Task to complete> Copy out each line from the material where the word "impl" is found.

Provided entries>
/---
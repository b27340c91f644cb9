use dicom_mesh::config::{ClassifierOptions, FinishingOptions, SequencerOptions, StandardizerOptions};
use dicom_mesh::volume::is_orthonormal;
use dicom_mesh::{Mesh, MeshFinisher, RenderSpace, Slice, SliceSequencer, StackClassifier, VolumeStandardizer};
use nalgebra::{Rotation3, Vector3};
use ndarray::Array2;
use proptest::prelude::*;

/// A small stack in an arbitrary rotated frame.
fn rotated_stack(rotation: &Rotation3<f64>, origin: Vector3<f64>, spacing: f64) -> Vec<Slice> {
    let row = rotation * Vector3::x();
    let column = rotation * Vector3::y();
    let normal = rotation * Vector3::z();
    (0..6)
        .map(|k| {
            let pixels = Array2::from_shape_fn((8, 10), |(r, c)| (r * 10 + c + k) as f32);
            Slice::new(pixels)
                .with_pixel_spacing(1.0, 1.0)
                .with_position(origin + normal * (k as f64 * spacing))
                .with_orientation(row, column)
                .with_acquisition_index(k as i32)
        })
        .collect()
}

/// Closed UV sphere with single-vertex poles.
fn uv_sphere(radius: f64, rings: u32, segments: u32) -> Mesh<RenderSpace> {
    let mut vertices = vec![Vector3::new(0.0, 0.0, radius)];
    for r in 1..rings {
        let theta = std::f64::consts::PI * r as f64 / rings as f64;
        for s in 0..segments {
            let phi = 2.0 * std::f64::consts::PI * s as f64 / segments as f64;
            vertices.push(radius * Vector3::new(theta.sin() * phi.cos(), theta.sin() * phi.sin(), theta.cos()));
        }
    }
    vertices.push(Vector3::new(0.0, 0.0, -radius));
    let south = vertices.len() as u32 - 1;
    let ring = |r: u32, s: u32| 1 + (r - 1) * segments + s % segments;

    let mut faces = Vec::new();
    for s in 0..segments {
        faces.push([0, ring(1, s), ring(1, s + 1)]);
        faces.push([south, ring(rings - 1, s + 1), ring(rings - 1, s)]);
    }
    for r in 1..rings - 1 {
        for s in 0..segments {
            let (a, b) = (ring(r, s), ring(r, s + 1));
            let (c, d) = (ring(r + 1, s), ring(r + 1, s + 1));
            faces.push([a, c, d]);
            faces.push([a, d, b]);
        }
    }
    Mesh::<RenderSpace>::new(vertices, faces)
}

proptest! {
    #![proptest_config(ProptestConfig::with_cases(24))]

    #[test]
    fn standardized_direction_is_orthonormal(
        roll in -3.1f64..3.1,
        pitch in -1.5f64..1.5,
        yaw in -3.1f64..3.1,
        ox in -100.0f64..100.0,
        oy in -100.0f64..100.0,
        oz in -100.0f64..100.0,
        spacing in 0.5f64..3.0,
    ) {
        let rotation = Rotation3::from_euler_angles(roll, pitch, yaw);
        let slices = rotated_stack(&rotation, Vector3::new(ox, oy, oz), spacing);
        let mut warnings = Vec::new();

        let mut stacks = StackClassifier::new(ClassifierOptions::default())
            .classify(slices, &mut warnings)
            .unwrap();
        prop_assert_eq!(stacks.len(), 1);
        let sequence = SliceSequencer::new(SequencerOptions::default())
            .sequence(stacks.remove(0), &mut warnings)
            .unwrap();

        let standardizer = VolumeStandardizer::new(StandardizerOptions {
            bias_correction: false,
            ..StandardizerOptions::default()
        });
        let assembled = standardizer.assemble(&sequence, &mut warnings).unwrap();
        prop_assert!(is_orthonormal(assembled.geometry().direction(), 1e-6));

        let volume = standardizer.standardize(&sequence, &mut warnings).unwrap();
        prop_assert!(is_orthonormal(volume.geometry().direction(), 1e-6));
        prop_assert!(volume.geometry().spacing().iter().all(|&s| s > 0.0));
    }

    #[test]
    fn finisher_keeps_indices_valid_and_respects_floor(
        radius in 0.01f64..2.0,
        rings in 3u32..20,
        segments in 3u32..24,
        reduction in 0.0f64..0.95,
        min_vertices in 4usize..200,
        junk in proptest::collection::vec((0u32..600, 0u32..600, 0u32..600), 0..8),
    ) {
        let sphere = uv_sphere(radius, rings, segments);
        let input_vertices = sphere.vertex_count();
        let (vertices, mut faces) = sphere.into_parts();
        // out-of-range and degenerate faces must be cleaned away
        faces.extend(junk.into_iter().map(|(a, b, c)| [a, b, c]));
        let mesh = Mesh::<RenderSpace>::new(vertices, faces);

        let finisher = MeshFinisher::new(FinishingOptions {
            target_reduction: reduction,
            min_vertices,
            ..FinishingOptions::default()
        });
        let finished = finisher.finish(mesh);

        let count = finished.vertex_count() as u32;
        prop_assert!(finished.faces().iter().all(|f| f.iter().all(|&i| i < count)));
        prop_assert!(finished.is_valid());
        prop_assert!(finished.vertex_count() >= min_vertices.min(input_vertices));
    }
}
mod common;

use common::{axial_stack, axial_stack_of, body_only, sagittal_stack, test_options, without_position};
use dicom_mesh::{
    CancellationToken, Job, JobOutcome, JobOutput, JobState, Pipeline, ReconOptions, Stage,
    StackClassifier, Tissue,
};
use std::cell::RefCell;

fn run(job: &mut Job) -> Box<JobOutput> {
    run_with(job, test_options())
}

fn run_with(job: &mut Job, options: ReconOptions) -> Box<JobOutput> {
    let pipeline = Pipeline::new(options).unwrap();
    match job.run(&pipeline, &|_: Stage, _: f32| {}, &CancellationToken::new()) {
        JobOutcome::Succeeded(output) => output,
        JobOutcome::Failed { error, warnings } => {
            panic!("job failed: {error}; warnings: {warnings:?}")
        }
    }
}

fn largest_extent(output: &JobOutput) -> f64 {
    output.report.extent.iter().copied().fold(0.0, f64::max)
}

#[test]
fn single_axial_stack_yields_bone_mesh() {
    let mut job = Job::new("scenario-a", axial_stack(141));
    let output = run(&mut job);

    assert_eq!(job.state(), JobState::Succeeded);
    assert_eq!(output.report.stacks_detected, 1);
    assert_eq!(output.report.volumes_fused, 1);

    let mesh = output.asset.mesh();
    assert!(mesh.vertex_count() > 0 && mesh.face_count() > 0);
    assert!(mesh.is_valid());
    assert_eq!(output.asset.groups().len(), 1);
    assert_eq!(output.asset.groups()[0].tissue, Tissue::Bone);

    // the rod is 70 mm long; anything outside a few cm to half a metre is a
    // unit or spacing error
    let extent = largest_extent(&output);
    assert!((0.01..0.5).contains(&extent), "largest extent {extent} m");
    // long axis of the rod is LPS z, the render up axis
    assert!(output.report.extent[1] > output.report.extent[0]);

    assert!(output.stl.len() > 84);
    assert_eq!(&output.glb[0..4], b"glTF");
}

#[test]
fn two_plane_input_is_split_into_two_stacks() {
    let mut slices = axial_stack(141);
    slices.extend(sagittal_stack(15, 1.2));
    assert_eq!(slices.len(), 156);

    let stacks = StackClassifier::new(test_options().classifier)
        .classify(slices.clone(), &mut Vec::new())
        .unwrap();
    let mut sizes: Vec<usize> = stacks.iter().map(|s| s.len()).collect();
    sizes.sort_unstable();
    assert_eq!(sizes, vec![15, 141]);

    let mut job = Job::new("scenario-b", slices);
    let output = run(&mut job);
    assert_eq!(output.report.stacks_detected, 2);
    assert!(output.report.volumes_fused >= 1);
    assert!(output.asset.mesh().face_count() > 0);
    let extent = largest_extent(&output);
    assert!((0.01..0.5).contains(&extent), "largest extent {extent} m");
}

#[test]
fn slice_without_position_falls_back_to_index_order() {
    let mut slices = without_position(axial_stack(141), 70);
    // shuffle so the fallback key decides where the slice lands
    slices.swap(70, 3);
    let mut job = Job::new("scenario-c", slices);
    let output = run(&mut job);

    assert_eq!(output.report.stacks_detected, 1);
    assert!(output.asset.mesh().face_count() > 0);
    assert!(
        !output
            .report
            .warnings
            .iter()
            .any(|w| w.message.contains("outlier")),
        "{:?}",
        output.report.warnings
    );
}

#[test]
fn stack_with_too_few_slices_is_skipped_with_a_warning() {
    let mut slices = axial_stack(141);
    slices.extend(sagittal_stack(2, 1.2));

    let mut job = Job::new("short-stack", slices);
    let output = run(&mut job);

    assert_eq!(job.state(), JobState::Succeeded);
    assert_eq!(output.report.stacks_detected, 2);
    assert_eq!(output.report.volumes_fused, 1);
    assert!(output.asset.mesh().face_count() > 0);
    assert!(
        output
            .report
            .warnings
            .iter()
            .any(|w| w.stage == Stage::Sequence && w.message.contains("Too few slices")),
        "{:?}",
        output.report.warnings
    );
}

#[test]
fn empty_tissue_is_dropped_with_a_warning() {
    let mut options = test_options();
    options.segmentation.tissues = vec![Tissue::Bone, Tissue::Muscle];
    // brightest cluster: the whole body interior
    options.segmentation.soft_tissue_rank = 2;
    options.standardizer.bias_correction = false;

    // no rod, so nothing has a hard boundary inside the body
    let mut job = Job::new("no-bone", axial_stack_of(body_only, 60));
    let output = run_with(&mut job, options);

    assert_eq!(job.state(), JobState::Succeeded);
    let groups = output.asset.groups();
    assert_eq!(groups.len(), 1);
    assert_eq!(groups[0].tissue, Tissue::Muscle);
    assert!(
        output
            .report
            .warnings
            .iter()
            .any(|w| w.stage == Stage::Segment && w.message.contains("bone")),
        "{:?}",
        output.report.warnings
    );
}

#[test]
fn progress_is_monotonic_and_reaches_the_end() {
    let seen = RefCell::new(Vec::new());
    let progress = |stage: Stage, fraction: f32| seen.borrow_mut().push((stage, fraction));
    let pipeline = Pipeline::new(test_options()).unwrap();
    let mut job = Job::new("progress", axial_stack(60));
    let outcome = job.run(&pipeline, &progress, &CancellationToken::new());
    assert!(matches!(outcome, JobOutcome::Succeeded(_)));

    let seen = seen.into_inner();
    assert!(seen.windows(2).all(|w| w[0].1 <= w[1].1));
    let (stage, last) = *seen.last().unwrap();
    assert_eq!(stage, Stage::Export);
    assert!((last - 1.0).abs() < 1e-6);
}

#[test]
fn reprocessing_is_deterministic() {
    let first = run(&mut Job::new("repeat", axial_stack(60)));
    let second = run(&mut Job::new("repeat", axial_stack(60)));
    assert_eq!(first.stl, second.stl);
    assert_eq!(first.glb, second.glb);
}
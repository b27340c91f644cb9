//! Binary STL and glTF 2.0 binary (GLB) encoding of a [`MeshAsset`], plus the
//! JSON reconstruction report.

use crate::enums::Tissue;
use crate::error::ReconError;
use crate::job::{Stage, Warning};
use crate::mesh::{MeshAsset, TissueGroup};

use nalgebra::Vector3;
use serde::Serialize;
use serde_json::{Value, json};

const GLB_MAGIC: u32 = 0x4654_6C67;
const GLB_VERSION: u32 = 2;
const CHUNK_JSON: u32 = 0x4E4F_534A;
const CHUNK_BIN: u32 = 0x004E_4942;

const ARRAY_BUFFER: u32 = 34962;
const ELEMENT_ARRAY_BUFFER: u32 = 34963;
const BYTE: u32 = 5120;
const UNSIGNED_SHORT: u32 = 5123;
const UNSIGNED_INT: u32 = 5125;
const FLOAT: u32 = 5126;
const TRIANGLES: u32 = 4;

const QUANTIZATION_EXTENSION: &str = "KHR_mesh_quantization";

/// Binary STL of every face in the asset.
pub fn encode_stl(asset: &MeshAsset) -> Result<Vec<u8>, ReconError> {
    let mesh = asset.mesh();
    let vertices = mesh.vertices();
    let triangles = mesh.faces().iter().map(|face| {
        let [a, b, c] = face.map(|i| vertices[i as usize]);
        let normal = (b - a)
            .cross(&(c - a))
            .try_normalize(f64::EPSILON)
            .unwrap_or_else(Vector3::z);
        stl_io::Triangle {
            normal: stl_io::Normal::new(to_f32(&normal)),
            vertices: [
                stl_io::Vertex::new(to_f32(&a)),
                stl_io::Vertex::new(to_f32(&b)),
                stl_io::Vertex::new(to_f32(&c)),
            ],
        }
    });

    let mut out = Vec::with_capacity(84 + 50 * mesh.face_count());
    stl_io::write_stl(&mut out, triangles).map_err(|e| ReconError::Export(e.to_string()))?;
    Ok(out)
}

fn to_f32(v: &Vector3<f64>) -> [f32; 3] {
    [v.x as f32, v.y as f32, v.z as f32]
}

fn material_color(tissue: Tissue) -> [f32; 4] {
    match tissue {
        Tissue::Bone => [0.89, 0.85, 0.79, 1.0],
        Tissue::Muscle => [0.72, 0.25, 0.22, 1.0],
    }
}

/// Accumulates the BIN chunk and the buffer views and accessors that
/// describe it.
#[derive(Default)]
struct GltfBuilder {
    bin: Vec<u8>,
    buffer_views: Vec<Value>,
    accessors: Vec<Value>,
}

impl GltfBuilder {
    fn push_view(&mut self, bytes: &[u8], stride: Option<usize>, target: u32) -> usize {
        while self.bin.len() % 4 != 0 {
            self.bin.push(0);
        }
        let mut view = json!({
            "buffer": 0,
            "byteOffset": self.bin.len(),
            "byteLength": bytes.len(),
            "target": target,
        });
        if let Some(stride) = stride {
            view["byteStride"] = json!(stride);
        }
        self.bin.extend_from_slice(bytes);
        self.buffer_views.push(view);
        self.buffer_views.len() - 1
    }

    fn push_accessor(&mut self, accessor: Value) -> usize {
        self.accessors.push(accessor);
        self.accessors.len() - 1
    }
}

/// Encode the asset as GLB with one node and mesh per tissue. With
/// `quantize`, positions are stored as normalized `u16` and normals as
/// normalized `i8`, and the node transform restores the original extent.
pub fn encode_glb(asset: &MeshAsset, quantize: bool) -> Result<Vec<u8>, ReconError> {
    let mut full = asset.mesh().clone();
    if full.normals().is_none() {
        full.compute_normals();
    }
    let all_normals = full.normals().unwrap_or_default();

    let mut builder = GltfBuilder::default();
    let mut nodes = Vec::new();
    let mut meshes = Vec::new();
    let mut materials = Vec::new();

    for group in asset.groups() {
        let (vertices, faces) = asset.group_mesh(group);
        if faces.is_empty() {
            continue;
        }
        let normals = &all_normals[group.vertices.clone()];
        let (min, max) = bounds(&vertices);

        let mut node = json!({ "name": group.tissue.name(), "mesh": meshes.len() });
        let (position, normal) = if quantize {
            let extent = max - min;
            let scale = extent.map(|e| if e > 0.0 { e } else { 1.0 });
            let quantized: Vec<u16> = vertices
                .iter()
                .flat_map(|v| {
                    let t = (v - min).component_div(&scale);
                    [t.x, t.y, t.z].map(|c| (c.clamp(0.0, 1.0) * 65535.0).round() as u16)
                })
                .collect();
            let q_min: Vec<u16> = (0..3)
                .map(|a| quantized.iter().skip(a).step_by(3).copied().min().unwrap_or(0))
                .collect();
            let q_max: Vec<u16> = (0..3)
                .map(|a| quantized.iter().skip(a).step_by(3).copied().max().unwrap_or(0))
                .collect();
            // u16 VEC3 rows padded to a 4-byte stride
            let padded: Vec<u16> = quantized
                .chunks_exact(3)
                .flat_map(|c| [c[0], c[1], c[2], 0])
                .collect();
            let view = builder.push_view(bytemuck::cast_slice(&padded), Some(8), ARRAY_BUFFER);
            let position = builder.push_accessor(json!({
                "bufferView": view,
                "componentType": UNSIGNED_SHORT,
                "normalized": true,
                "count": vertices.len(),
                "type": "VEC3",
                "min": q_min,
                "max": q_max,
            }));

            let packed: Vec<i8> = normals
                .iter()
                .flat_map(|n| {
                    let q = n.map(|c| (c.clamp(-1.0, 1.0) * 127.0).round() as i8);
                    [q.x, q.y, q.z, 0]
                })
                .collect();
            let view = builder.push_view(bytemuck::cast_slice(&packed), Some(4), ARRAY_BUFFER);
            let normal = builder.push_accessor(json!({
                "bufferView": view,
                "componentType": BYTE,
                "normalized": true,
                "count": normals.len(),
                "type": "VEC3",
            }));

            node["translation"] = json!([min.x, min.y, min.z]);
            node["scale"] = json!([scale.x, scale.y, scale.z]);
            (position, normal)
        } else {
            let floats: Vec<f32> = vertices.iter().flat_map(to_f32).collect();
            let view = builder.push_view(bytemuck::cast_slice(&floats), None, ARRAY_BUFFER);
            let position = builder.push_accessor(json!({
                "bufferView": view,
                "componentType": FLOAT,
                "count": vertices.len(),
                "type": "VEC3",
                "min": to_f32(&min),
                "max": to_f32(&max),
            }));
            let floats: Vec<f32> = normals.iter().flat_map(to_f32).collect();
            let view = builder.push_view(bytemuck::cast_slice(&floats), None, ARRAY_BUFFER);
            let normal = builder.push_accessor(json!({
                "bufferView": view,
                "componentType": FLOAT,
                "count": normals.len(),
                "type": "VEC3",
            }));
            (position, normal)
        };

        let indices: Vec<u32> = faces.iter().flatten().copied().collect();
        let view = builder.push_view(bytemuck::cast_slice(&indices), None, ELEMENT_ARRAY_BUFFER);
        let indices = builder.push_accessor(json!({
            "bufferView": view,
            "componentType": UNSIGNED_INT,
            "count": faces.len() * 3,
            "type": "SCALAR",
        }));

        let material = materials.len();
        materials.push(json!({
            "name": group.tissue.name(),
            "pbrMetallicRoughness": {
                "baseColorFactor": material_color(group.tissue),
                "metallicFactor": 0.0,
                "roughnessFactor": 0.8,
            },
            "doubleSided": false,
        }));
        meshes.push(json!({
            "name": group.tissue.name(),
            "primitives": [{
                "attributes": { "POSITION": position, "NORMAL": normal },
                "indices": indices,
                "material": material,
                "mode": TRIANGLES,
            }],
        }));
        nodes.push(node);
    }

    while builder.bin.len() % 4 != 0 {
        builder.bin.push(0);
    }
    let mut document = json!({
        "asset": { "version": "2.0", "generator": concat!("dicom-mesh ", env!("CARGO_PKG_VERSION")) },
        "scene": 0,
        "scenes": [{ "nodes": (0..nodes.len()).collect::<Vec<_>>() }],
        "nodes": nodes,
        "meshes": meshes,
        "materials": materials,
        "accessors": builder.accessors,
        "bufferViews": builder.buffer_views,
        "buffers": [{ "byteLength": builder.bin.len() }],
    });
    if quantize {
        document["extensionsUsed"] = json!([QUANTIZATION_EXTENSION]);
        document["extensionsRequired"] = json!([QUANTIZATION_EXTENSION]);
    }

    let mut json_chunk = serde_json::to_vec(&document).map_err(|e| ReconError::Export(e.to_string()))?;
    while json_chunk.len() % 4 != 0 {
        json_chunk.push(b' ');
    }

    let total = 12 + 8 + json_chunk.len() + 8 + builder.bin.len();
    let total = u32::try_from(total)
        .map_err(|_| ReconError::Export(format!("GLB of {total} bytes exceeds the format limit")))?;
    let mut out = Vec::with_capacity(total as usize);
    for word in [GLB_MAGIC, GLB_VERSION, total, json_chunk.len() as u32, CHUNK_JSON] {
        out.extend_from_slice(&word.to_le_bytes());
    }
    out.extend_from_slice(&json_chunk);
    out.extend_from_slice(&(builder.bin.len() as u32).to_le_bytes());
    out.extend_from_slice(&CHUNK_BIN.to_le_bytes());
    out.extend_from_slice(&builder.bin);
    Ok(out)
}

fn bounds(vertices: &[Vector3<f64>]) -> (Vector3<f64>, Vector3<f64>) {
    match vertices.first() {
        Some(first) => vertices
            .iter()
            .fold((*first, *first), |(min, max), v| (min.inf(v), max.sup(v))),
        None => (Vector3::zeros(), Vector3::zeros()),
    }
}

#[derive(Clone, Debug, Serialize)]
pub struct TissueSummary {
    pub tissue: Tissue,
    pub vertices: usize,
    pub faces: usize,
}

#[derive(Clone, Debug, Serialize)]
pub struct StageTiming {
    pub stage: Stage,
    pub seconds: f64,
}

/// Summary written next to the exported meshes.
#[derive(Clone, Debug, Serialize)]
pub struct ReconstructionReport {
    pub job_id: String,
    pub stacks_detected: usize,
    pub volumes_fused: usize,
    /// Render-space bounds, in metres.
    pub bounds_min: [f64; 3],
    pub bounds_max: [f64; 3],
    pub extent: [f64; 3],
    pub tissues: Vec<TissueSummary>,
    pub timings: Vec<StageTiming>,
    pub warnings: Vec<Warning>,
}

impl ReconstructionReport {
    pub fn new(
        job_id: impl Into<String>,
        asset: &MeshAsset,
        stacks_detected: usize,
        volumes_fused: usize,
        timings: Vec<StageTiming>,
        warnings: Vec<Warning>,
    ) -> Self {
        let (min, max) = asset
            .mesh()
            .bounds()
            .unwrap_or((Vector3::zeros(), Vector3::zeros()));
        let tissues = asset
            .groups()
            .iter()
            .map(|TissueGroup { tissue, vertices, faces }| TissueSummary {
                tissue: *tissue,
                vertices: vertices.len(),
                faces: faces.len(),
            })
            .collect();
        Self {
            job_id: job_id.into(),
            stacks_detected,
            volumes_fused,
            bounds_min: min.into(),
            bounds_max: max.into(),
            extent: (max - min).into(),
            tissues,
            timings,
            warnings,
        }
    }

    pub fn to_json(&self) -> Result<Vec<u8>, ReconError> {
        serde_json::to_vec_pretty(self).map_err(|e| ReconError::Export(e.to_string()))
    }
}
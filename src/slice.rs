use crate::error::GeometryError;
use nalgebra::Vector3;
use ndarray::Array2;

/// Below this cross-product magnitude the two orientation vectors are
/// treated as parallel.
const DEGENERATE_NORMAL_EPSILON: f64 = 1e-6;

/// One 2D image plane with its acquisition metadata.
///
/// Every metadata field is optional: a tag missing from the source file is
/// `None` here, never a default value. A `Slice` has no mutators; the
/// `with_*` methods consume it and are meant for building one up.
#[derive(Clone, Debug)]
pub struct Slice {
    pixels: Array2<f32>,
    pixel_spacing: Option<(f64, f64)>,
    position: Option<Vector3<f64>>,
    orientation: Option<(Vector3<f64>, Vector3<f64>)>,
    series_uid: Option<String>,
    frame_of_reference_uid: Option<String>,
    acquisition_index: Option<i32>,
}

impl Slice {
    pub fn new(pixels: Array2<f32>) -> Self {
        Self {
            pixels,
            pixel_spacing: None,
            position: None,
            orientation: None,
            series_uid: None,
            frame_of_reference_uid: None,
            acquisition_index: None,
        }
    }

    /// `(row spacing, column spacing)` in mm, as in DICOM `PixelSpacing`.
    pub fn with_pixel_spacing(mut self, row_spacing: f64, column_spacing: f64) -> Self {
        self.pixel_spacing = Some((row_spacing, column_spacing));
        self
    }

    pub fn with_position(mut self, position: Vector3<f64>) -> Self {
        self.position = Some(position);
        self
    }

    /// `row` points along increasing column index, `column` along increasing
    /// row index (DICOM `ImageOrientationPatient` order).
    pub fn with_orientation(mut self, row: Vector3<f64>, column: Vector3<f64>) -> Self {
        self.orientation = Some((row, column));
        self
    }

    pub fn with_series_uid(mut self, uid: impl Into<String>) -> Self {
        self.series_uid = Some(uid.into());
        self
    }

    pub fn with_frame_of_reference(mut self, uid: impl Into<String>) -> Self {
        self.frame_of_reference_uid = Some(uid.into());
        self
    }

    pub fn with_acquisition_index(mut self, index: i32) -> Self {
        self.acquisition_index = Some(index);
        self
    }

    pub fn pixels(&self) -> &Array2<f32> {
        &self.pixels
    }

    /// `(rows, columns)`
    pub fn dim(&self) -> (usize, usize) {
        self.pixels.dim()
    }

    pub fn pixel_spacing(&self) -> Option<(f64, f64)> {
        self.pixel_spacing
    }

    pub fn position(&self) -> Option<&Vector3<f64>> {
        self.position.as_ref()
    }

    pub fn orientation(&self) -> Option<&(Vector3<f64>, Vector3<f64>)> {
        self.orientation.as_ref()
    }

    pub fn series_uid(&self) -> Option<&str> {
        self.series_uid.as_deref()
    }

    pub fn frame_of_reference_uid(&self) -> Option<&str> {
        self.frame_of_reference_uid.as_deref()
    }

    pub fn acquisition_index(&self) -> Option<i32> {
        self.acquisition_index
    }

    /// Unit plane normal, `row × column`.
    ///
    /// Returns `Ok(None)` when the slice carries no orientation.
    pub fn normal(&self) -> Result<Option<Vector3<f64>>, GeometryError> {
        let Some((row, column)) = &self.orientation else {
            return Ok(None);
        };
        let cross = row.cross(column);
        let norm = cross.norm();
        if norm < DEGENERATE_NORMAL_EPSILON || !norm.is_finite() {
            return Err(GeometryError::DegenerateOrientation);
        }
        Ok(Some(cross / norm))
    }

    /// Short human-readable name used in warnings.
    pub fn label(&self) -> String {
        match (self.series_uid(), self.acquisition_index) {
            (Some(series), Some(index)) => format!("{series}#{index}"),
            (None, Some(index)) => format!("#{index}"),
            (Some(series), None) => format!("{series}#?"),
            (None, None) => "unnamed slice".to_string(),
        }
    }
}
\---
Result for this task>
impl GltfBuilder {
impl ReconstructionReport {
        job_id: impl Into<String>,
impl Slice {
    pub fn with_series_uid(mut self, uid: impl Into<String>) -> Self {
    pub fn with_frame_of_reference(mut self, uid: impl Into<String>) -> Self {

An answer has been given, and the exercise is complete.